HC Deb 16 May 1867 vol 187 c622

said, he would beg to ask the right hon. Gentleman the Member for Cambridge University, Whether it is true that the sentence passed on the Swedish seaman, Carl Andersen, has been commuted to penal servitude for life?


, in reply, said, it was true the sentence had been commuted, but not on the ground that Andersen was insane. There was this peculiarity in the case—that the man was influenced throughout by a delusion. The Judge in putting this circumstance to the jury, fully explained the nature of the law, and told them to find a verdict of acquittal on the ground of insanity if they thought the prisoner acted under such a delusion.

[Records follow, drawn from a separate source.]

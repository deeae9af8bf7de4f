//! Public API surface for the climate backend.
//!
//! This file consolidates the response types for the HTTP API. Field names
//! match the JSON keys clients already rely on (`date`, `prcp`, `tobs`).

use serde::{Deserialize, Deserializer, Serialize, Serializer};

use crate::models::{DateParseError, ObservationDate};

/// Code of the station served by `/api/v1.0/tobs`.
pub const MOST_ACTIVE_STATION: &str = "USC00519281";

/// One precipitation reading in the trailing-year window.
#[derive(Debug, Clone, PartialEq, Serialize, Deserialize)]
pub struct PrecipitationRecord {
    pub date: String,
    /// `null` when the gauge did not report
    pub prcp: Option<f64>,
}

/// One temperature reading for a single station.
#[derive(Debug, Clone, PartialEq, Serialize, Deserialize)]
pub struct TemperatureObservation {
    pub date: String,
    pub tobs: f64,
}

/// Min/avg/max of `tobs` over a date range.
///
/// All three are `None` when the range matched no rows. On the wire the
/// summary is the positional array `[min, avg, max]`.
#[derive(Debug, Clone, Copy, PartialEq, Default)]
pub struct TemperatureSummary {
    pub min: Option<f64>,
    pub avg: Option<f64>,
    pub max: Option<f64>,
}

impl TemperatureSummary {
    pub fn new(min: Option<f64>, avg: Option<f64>, max: Option<f64>) -> Self {
        Self { min, avg, max }
    }

    /// Summary over an empty set of rows.
    pub fn empty() -> Self {
        Self::default()
    }

    /// Fold a sequence of temperatures the way SQL `MIN`/`AVG`/`MAX` do.
    pub fn from_temperatures<I: IntoIterator<Item = f64>>(values: I) -> Self {
        let mut count = 0usize;
        let mut sum = 0.0;
        let mut min = f64::INFINITY;
        let mut max = f64::NEG_INFINITY;
        for value in values {
            count += 1;
            sum += value;
            min = min.min(value);
            max = max.max(value);
        }
        if count == 0 {
            return Self::empty();
        }
        Self::new(Some(min), Some(sum / count as f64), Some(max))
    }

    pub fn is_empty(&self) -> bool {
        self.min.is_none() && self.avg.is_none() && self.max.is_none()
    }
}

impl Serialize for TemperatureSummary {
    fn serialize<S: Serializer>(&self, serializer: S) -> Result<S::Ok, S::Error> {
        (self.min, self.avg, self.max).serialize(serializer)
    }
}

impl<'de> Deserialize<'de> for TemperatureSummary {
    fn deserialize<D: Deserializer<'de>>(deserializer: D) -> Result<Self, D::Error> {
        let (min, avg, max) = <(Option<f64>, Option<f64>, Option<f64>)>::deserialize(deserializer)?;
        Ok(Self { min, avg, max })
    }
}

/// Inclusive date bounds for a temperature summary. `end` is open when absent.
#[derive(Debug, Clone, Copy, PartialEq, Eq)]
pub struct DateRange {
    pub start: ObservationDate,
    pub end: Option<ObservationDate>,
}

impl DateRange {
    pub fn new(start: ObservationDate, end: Option<ObservationDate>) -> Self {
        Self { start, end }
    }

    /// Range starting at `start` with no upper bound.
    pub fn from_start(start: ObservationDate) -> Self {
        Self { start, end: None }
    }

    /// Parse path segments. Both must be `YYYY-MM-DD`; `start > end` is allowed.
    pub fn parse(start: &str, end: Option<&str>) -> Result<Self, DateParseError> {
        let start = ObservationDate::parse(start)?;
        let end = end.map(ObservationDate::parse).transpose()?;
        Ok(Self { start, end })
    }

    /// Text-compare a stored `YYYY-MM-DD` value against the bounds.
    pub fn contains(&self, date: &str) -> bool {
        if date < self.start.to_string().as_str() {
            return false;
        }
        match self.end {
            Some(end) => date <= end.to_string().as_str(),
            None => true,
        }
    }
}

#[cfg(test)]
mod tests {
    use super::*;

    #[test]
    fn test_summary_serializes_positionally() {
        let summary = TemperatureSummary::new(Some(54.0), Some(71.5), Some(85.0));
        assert_eq!(serde_json::to_string(&summary).unwrap(), "[54.0,71.5,85.0]");
    }

    #[test]
    fn test_empty_summary_serializes_as_nulls() {
        let json = serde_json::to_string(&TemperatureSummary::empty()).unwrap();
        assert_eq!(json, "[null,null,null]");
    }

    #[test]
    fn test_summary_deserializes_from_array() {
        let summary: TemperatureSummary = serde_json::from_str("[60.0,65.0,70.0]").unwrap();
        assert_eq!(summary.min, Some(60.0));
        assert_eq!(summary.avg, Some(65.0));
        assert_eq!(summary.max, Some(70.0));
    }

    #[test]
    fn test_summary_from_temperatures() {
        let summary = TemperatureSummary::from_temperatures([70.0, 62.0, 78.0]);
        assert_eq!(summary, TemperatureSummary::new(Some(62.0), Some(70.0), Some(78.0)));
        assert!(TemperatureSummary::from_temperatures(Vec::new()).is_empty());
    }

    #[test]
    fn test_precipitation_record_keeps_null() {
        let record = PrecipitationRecord {
            date: "2017-01-01".to_string(),
            prcp: None,
        };
        assert_eq!(
            serde_json::to_string(&record).unwrap(),
            r#"{"date":"2017-01-01","prcp":null}"#
        );
    }

    #[test]
    fn test_date_range_parse() {
        let range = DateRange::parse("2017-01-01", Some("2017-01-31")).unwrap();
        assert_eq!(range.start.to_string(), "2017-01-01");
        assert_eq!(range.end.unwrap().to_string(), "2017-01-31");

        assert!(DateRange::parse("2017-01-01", None).unwrap().end.is_none());
        assert!(DateRange::parse("Jan 1", None).is_err());
        assert!(DateRange::parse("2017-01-01", Some("later")).is_err());
    }

    #[test]
    fn test_date_range_contains_is_inclusive() {
        let range = DateRange::parse("2017-01-10", Some("2017-01-12")).unwrap();
        assert!(!range.contains("2017-01-09"));
        assert!(range.contains("2017-01-10"));
        assert!(range.contains("2017-01-12"));
        assert!(!range.contains("2017-01-13"));

        let open = DateRange::parse("2017-01-10", None).unwrap();
        assert!(open.contains("2099-12-31"));
    }

    #[test]
    fn test_inverted_range_matches_nothing() {
        let range = DateRange::parse("2017-02-01", Some("2017-01-01")).unwrap();
        assert!(!range.contains("2017-01-15"));
    }
}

The jury deliberated for an hour, and found him guilty of murder, and therefore held him responsible for the act which he had committed. After that he himself referred the case to the Judge for his opinion, and the Judge thought that the sentence was not altogether satisfactory, and recommended that the sentence of death should not be carried into execution. Under these circumstances the commutation had taken place. Without any expression of opinion to that effect by the jury, or without a medical certificate, it was absolutely impossible to treat the man as if he was insane. But after the opinion which had been expressed by the Judge it would be hardly proper for the extreme penalty of the law to have been carried into effect, and the sentence was consequently commuted.